***** Available data *****

#![allow(dead_code)]

use axum::{
    body::{to_bytes, Body},
    http::{header, Method, Request, StatusCode},
    Router,
};
use bookclub_app::app::{self, App};
use bookclub_kernel::settings::{DatabaseSettings, PasswordHashSettings, Settings};
use serde_json::Value;
use tower::ServiceExt;

pub struct TestApp {
    pub app: App,
    router: Router,
}

pub fn test_settings() -> Settings {
    let mut settings = Settings::default();
    settings.database = DatabaseSettings::in_memory();
    settings.auth.password_hash = PasswordHashSettings::minimal();
    settings
}

/// A fresh in-memory database with every module migrated and started.
pub async fn spawn() -> TestApp {
    let settings = test_settings();
    let app = app::prepare(&settings).await.expect("prepare app");
    let router = app.router(&settings);
    TestApp { app, router }
}

impl TestApp {
    pub async fn request(
        &self,
        method: Method,
        uri: &str,
        token: Option<&str>,
        body: Option<Value>,
    ) -> (StatusCode, Value) {
        let mut builder = Request::builder().method(method).uri(uri);
        if let Some(token) = token {
            builder = builder.header(header::AUTHORIZATION, format!("Bearer {token}"));
        }
        let body = match body {
            Some(json) => {
                builder = builder.header(header::CONTENT_TYPE, "application/json");
                Body::from(json.to_string())
            }
            None => Body::empty(),
        };

        let response = self
            .router
            .clone()
            .oneshot(builder.body(body).unwrap())
            .await
            .unwrap();
        let status = response.status();
        let bytes = to_bytes(response.into_body(), usize::MAX).await.unwrap();
        let value = serde_json::from_slice(&bytes)
            .unwrap_or_else(|_| Value::String(String::from_utf8_lossy(&bytes).into_owned()));
        (status, value)
    }

    pub async fn get(&self, uri: &str) -> (StatusCode, Value) {
        self.request(Method::GET, uri, None, None).await
    }

    pub async fn post(&self, uri: &str, token: Option<&str>, body: Value) -> (StatusCode, Value) {
        self.request(Method::POST, uri, token, Some(body)).await
    }

    pub async fn put(&self, uri: &str, token: &str, body: Value) -> (StatusCode, Value) {
        self.request(Method::PUT, uri, Some(token), Some(body)).await
    }

    pub async fn delete(&self, uri: &str, token: &str) -> (StatusCode, Value) {
        self.request(Method::DELETE, uri, Some(token), None).await
    }

    pub async fn register(&self, email: &str, password: &str) -> StatusCode {
        let body = serde_json::json!({ "email": email, "password": password });
        self.post("/register", None, body).await.0
    }

    pub async fn login(&self, email: &str, password: &str) -> String {
        let body = serde_json::json!({ "email": email, "password": password });
        let (status, value) = self.post("/login", None, body).await;
        assert_eq!(status, StatusCode::OK, "login failed: {value}");
        value["access_token"].as_str().unwrap().to_string()
    }

    /// Register `email` and return a bearer token for it.
    pub async fn user(&self, email: &str) -> String {
        assert_eq!(self.register(email, "secret").await, StatusCode::CREATED);
        self.login(email, "secret").await
    }

    pub async fn book(&self, token: &str, title: &str) {
        let body = serde_json::json!({
            "title": title,
            "description": "a book",
            "gender": "fiction"
        });
        let (status, value) = self.post("/books", Some(token), body).await;
        assert_eq!(status, StatusCode::CREATED, "book create failed: {value}");
    }

    pub async fn club(&self, token: &str, name: &str) {
        let body = serde_json::json!({ "name": name });
        let (status, value) = self.post("/clubs", Some(token), body).await;
        assert_eq!(status, StatusCode::CREATED, "club create failed: {value}");
    }

    /// Post a review and return its id.
    pub async fn review(&self, token: &str, title: &str, rating: Value) -> i64 {
        let body = serde_json::json!({
            "rating": rating,
            "comment": "worth it",
            "book_title": title
        });
        let (status, value) = self.post("/reviews", Some(token), body).await;
        assert_eq!(status, StatusCode::CREATED, "review create failed: {value}");
        value["id"].as_i64().unwrap()
    }
}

*****

(Task objective):
Every entry above has to be returned exactly as written.

(Completed exercise):
#![allow(dead_code)]

use axum::{
    body::{to_bytes, Body},
    http::{header, Method, Request, StatusCode},
    Router,
};
use bookclub_app::app::{self, App};
use bookclub_kernel::settings::{DatabaseSettings, PasswordHashSettings, Settings};
use serde_json::Value;
use tower::ServiceExt;

pub struct TestApp {
    pub app: App,
    router: Router,
}

pub fn test_settings() -> Settings {
    let mut settings = Settings::default();
    settings.database = DatabaseSettings::in_memory();
    settings.auth.password_hash = PasswordHashSettings::minimal();
    settings
}

/// A fresh in-memory database with every module migrated and started.
pub async fn spawn() -> TestApp {
    let settings = test_settings();
    let app = app::prepare(&settings).await.expect("prepare app");
    let router = app.router(&settings);
    TestApp { app, router }
}

impl TestApp {
    pub async fn request(
        &self,
        method: Method,
        uri: &str,
        token: Option<&str>,
        body: Option<Value>,
    ) -> (StatusCode, Value) {
        let mut builder = Request::builder().method(method).uri(uri);
        if let Some(token) = token {
            builder = builder.header(header::AUTHORIZATION, format!("Bearer {token}"));
        }
        let body = match body {
            Some(json) => {
                builder = builder.header(header::CONTENT_TYPE, "application/json");
                Body::from(json.to_string())
            }
            None => Body::empty(),
        };

        let response = self
            .router
            .clone()
            .oneshot(builder.body(body).unwrap())
            .await
            .unwrap();
        let status = response.status();
        let bytes = to_bytes(response.into_body(), usize::MAX).await.unwrap();
        let value = serde_json::from_slice(&bytes)
            .unwrap_or_else(|_| Value::String(String::from_utf8_lossy(&bytes).into_owned()));
        (status, value)
    }

    pub async fn get(&self, uri: &str) -> (StatusCode, Value) {
        self.request(Method::GET, uri, None, None).await
    }

    pub async fn post(&self, uri: &str, token: Option<&str>, body: Value) -> (StatusCode, Value) {
        self.request(Method::POST, uri, token, Some(body)).await
    }

    pub async fn put(&self, uri: &str, token: &str, body: Value) -> (StatusCode, Value) {
        self.request(Method::PUT, uri, Some(token), Some(body)).await
    }

    pub async fn delete(&self, uri: &str, token: &str) -> (StatusCode, Value) {
        self.request(Method::DELETE, uri, Some(token), None).await
    }

    pub async fn register(&self, email: &str, password: &str) -> StatusCode {
        let body = serde_json::json!({ "email": email, "password": password });
        self.post("/register", None, body).await.0
    }

    pub async fn login(&self, email: &str, password: &str) -> String {
        let body = serde_json::json!({ "email": email, "password": password });
        let (status, value) = self.post("/login", None, body).await;
        assert_eq!(status, StatusCode::OK, "login failed: {value}");
        value["access_token"].as_str().unwrap().to_string()
    }

    /// Register `email` and return a bearer token for it.
    pub async fn user(&self, email: &str) -> String {
        assert_eq!(self.register(email, "secret").await, StatusCode::CREATED);
        self.login(email, "secret").await
    }

    pub async fn book(&self, token: &str, title: &str) {
        let body = serde_json::json!({
            "title": title,
            "description": "a book",
            "gender": "fiction"
        });
        let (status, value) = self.post("/books", Some(token), body).await;
        assert_eq!(status, StatusCode::CREATED, "book create failed: {value}");
    }

    pub async fn club(&self, token: &str, name: &str) {
        let body = serde_json::json!({ "name": name });
        let (status, value) = self.post("/clubs", Some(token), body).await;
        assert_eq!(status, StatusCode::CREATED, "club create failed: {value}");
    }

    /// Post a review and return its id.
    pub async fn review(&self, token: &str, title: &str, rating: Value) -> i64 {
        let body = serde_json::json!({
            "rating": rating,
            "comment": "worth it",
            "book_title": title
        });
        let (status, value) = self.post("/reviews", Some(token), body).await;
        assert_eq!(status, StatusCode::CREATED, "review create failed: {value}");
        value["id"].as_i64().unwrap()
    }
}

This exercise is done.